The Fraud Examiner

What Fraud Examiners Need to Know About Tor

Security, Anonymity and Cybercrime

By Jacob Parks, J.D., CFE

November 2014


When criminals use online tools to commit fraud, the investigation often involves looking for whatever digital traces they might have left behind. One of the most important clues in these searches is the Internet Protocol (IP) address. Through subpoenas to service providers, both law enforcement and private parties might be able to match a user’s IP address to an account holder, which can be used as evidence to identify the perpetrator.


However, because of tools like Tor, these clues are not always useful. If IP addresses are the fingerprints of the Internet, then Tor is a pair of gloves. It is a neutral device that can be used for good and evil, and fraud examiners should be aware of its potential effect in investigations.

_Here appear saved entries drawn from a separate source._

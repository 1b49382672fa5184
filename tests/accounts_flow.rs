mod common;

use anyhow::Result;
use axum::http::{Method, StatusCode};
use common::{acquire_db_lock, body_json, TestApp, TINY_PNG};
use diesel::prelude::*;
use hr_backend::policy::Role;
use hr_backend::schema::{accounts, employee_records, leaves, payrolls, performance_reviews};
use serde_json::{json, Value};

fn ids(list: &Value) -> Vec<i64> {
    list.as_array()
        .map(|rows| rows.iter().filter_map(|row| row["id"].as_i64()).collect())
        .unwrap_or_default()
}

#[tokio::test]
async fn employees_only_see_their_department() -> Result<()> {
    let _lock = acquire_db_lock().await;
    let app = TestApp::new().await?;

    let sales = app.insert_department("Sales").await?;
    let ops = app.insert_department("Operations").await?;
    let (dana, dana_token) = app.account_with_token("dana", Role::Employee, Some(sales)).await?;
    let eli = app.insert_account("eli", "pw", Role::Employee, Some(sales)).await?;
    let fay = app.insert_account("fay", "pw", Role::Employee, Some(ops)).await?;
    let loner = app.insert_account("gus", "pw", Role::Employee, None).await?;
    let (_, hr_token) = app.account_with_token("hana", Role::HrManager, Some(ops)).await?;

    let listed = body_json(app.get("/api/employees", Some(&dana_token)).await?).await?;
    assert_eq!(ids(&listed), vec![dana, eli]);

    let hidden = app
        .get(&format!("/api/employees/{fay}"), Some(&dana_token))
        .await?;
    assert_eq!(hidden.status(), StatusCode::NOT_FOUND);

    let everyone = body_json(app.get("/api/employees", Some(&hr_token)).await?).await?;
    assert_eq!(ids(&everyone).len(), 5);
    assert!(ids(&everyone).contains(&loner));

    let anonymous = app.get("/api/employees", None).await?;
    assert_eq!(anonymous.status(), StatusCode::OK);
    assert_eq!(body_json(anonymous).await?, json!([]));

    let anonymous_detail = app.get(&format!("/api/employees/{dana}"), None).await?;
    assert_eq!(anonymous_detail.status(), StatusCode::UNAUTHORIZED);

    Ok(())
}

#[tokio::test]
async fn hr_manager_updates_others_but_not_self_in_full() -> Result<()> {
    let _lock = acquire_db_lock().await;
    let app = TestApp::new().await?;

    let (hr_id, hr_token) = app.account_with_token("ivy", Role::HrManager, None).await?;
    let target = app.insert_account("jon", "pw", Role::Employee, None).await?;

    let full = json!({
        "username": "jon",
        "first_name": "Jonathan",
        "last_name": "Otieno",
        "email": "jon@example.com",
        "position": "Analyst"
    });

    let updated = app
        .send_json(
            Method::PUT,
            &format!("/api/employees/{target}"),
            &full,
            Some(&hr_token),
        )
        .await?;
    assert_eq!(updated.status(), StatusCode::OK);
    let body = body_json(updated).await?;
    assert_eq!(body["first_name"], "Jonathan");
    assert_eq!(body["position"], "Analyst");
    assert!(body.get("attachment_warning").is_none());

    let own_full = app
        .send_json(
            Method::PUT,
            &format!("/api/employees/{hr_id}"),
            &json!({
                "username": "ivy",
                "first_name": "Ivy",
                "last_name": "Wambui",
                "email": "ivy@example.com"
            }),
            Some(&hr_token),
        )
        .await?;
    assert_eq!(own_full.status(), StatusCode::FORBIDDEN);

    let own_patch = app
        .send_json(
            Method::PATCH,
            &format!("/api/employees/{hr_id}"),
            &json!({ "phone": "+254700000000" }),
            Some(&hr_token),
        )
        .await?;
    assert_eq!(own_patch.status(), StatusCode::OK);
    assert_eq!(body_json(own_patch).await?["phone"], "+254700000000");

    let promote = app
        .send_json(
            Method::PATCH,
            &format!("/api/employees/{target}"),
            &json!({ "role": "superuser" }),
            Some(&hr_token),
        )
        .await?;
    assert_eq!(promote.status(), StatusCode::FORBIDDEN);

    Ok(())
}

#[tokio::test]
async fn employees_cannot_delete_accounts() -> Result<()> {
    let _lock = acquire_db_lock().await;
    let app = TestApp::new().await?;

    let (_, staff_token) = app.account_with_token("kim", Role::Employee, None).await?;
    let (admin_id, admin_token) = app.account_with_token("root", Role::Superuser, None).await?;
    let target = app.insert_account("lee", "pw", Role::Employee, None).await?;

    let denied = app
        .delete(&format!("/api/employees/{target}"), Some(&staff_token))
        .await?;
    assert_eq!(denied.status(), StatusCode::FORBIDDEN);

    let still_there: i64 = app
        .with_conn(move |conn| {
            Ok(accounts::table
                .filter(accounts::id.eq(target))
                .count()
                .get_result(conn)?)
        })
        .await?;
    assert_eq!(still_there, 1);

    let own = app
        .delete(&format!("/api/employees/{admin_id}"), Some(&admin_token))
        .await?;
    assert_eq!(own.status(), StatusCode::FORBIDDEN);

    let removed = app
        .delete(&format!("/api/employees/{target}"), Some(&admin_token))
        .await?;
    assert_eq!(removed.status(), StatusCode::NO_CONTENT);

    let again = app
        .delete(&format!("/api/employees/{target}"), Some(&admin_token))
        .await?;
    assert_eq!(again.status(), StatusCode::NOT_FOUND);

    Ok(())
}

#[tokio::test]
async fn deleting_an_account_cascades_and_clears_reviewer() -> Result<()> {
    let _lock = acquire_db_lock().await;
    let app = TestApp::new().await?;

    let (_, admin) = app.account_with_token("root", Role::Superuser, None).await?;
    let worker = app.insert_account("mo", "pw", Role::Employee, None).await?;
    let reviewer = app.insert_account("nia", "pw", Role::HrManager, None).await?;

    let payloads = [
        (
            "/api/employee-records",
            json!({
                "employee": worker,
                "contract_type": "permanent",
                "job_history": "joined 2021",
                "current_salary": "48000.00",
                "benefits": "medical"
            }),
        ),
        (
            "/api/leaves",
            json!({
                "employee": worker,
                "start_date": "2024-12-23",
                "end_date": "2024-12-27",
                "leave_type": "annual",
                "reason": "holidays"
            }),
        ),
        (
            "/api/payrolls",
            json!({
                "employee": worker,
                "payment_date": "2024-08-31",
                "amount": "4000.00",
                "details": "August"
            }),
        ),
    ];
    for (path, payload) in &payloads {
        let created = app.send_json(Method::POST, path, payload, Some(&admin)).await?;
        assert_eq!(created.status(), StatusCode::CREATED, "{path}");
    }

    let other = app.insert_account("oli", "pw", Role::Employee, None).await?;
    let review = app
        .send_json(
            Method::POST,
            "/api/performance-reviews",
            &json!({
                "employee": other,
                "reviewer": reviewer,
                "review_date": "2024-06-30",
                "comments": "steady",
                "rating": 4
            }),
            Some(&admin),
        )
        .await?;
    assert_eq!(review.status(), StatusCode::CREATED);
    let review_id = body_json(review).await?["id"].as_i64().unwrap_or_default();

    for doomed in [worker, reviewer] {
        let response = app
            .delete(&format!("/api/employees/{doomed}"), Some(&admin))
            .await?;
        assert_eq!(response.status(), StatusCode::NO_CONTENT);
    }

    let (records, leave_rows, payroll_rows, reviewer_now) = app
        .with_conn(move |conn| {
            let records: i64 = employee_records::table
                .filter(employee_records::account_id.eq(worker))
                .count()
                .get_result(conn)?;
            let leave_rows: i64 = leaves::table
                .filter(leaves::account_id.eq(worker))
                .count()
                .get_result(conn)?;
            let payroll_rows: i64 = payrolls::table
                .filter(payrolls::account_id.eq(worker))
                .count()
                .get_result(conn)?;
            let reviewer_now: Option<i64> = performance_reviews::table
                .find(review_id)
                .select(performance_reviews::reviewer_id)
                .first(conn)?;
            Ok((records, leave_rows, payroll_rows, reviewer_now))
        })
        .await?;

    assert_eq!((records, leave_rows, payroll_rows), (0, 0, 0));
    assert_eq!(reviewer_now, None);

    Ok(())
}

#[tokio::test]
async fn profile_image_is_attached_after_the_account_is_saved() -> Result<()> {
    let _lock = acquire_db_lock().await;
    let app = TestApp::new().await?;

    let (_, admin) = app.account_with_token("root", Role::Superuser, None).await?;
    let data = json!({
        "username": "pat",
        "password": "pat-pass",
        "first_name": "Pat",
        "last_name": "Kariuki",
        "email": "pat@example.com"
    });

    let created = app
        .send_multipart(
            Method::POST,
            "/api/employees",
            &data,
            "profile_image",
            "pat.png",
            TINY_PNG,
            &admin,
        )
        .await?;
    assert_eq!(created.status(), StatusCode::CREATED);
    let body = body_json(created).await?;
    let key = body["profile_image"].as_str().unwrap_or_default().to_string();
    assert!(key.starts_with("profile_images/"));
    assert!(app.storage().get(&key).await.is_some());

    let account_id = body["id"].as_i64().unwrap_or_default();
    let url = app
        .get(&format!("/api/employees/{account_id}/profile-image"), Some(&admin))
        .await?;
    assert_eq!(url.status(), StatusCode::OK);
    assert!(body_json(url).await?["url"]
        .as_str()
        .unwrap_or_default()
        .contains(&key));

    let not_an_image = app
        .send_multipart(
            Method::PATCH,
            &format!("/api/employees/{account_id}"),
            &json!({ "position": "Designer" }),
            "profile_image",
            "notes.txt",
            b"plain text",
            &admin,
        )
        .await?;
    assert_eq!(not_an_image.status(), StatusCode::BAD_REQUEST);

    app.storage().reject_uploads(true);
    let degraded = app
        .send_multipart(
            Method::PATCH,
            &format!("/api/employees/{account_id}"),
            &json!({ "position": "Designer" }),
            "profile_image",
            "new.png",
            TINY_PNG,
            &admin,
        )
        .await?;
    assert_eq!(degraded.status(), StatusCode::OK);
    let body = body_json(degraded).await?;
    assert_eq!(body["position"], "Designer");
    assert_eq!(body["profile_image"], key.as_str());
    assert!(body["attachment_warning"].is_string());

    Ok(())
}

#[tokio::test]
async fn plain_form_fields_are_typed_on_multipart_create() -> Result<()> {
    let _lock = acquire_db_lock().await;
    let app = TestApp::new().await?;

    let department = app.insert_department("Finance").await?;
    let (_, admin) = app.account_with_token("root", Role::Superuser, None).await?;
    let department_text = department.to_string();

    let created = app
        .send_form(
            Method::POST,
            "/api/employees",
            &[
                ("username", "kim"),
                ("password", "kim-pass"),
                ("first_name", "Kim"),
                ("last_name", "Achieng"),
                ("email", "kim@example.com"),
                ("department", department_text.as_str()),
                ("is_active", "true"),
                ("phone", "5551234"),
            ],
            Some(("profile_image", "kim.png", TINY_PNG)),
            &admin,
        )
        .await?;
    assert_eq!(created.status(), StatusCode::CREATED);
    let body = body_json(created).await?;
    assert_eq!(body["department"], department);
    assert_eq!(body["is_active"], true);
    assert_eq!(body["phone"], "5551234");
    assert!(body["profile_image"].is_string());

    let account_id = body["id"].as_i64().unwrap_or_default();
    let cleared = app
        .send_form(
            Method::PATCH,
            &format!("/api/employees/{account_id}"),
            &[("department", "")],
            None,
            &admin,
        )
        .await?;
    assert_eq!(cleared.status(), StatusCode::OK);
    assert_eq!(body_json(cleared).await?["department"], Value::Null);

    let not_a_number = app
        .send_form(
            Method::PATCH,
            &format!("/api/employees/{account_id}"),
            &[("department", "finance")],
            None,
            &admin,
        )
        .await?;
    assert_eq!(not_a_number.status(), StatusCode::BAD_REQUEST);

    Ok(())
}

Like the Layers of an Onion

Tor is software designed to provide users with anonymity and security in some online communications. It also allows them to access certain websites and services on the Deep Web. The U.S. Naval Research Laboratory developed the core concept behind Tor for government agents to send communications anonymously and securely. Later, a group of researchers (with the Navy’s permission) created the Tor Project, which provided free and openly accessible software for private parties and other government agencies to enhance the anonymity and security of their communications. The term Tor derives from the acronym of “the onion router,” which metaphorically compares the layers of an onion to the way in which the network provides layers of encryption to communications.


Users download the Tor Browser, which has basic functions similar to other Internet browsers. It works by sending a user’s online communications, such as a text-based message or a website request, through a network of volunteered computers around the world. Individuals and organizations donate the use of their computers to serve as message “relays.” However, the messages have multiple layers of encryption, making it so that the first relay that receives the message knows the sender’s IP address, but does not know the encrypted contents of the message. The first relay also knows to pass the message on to a second particular relay.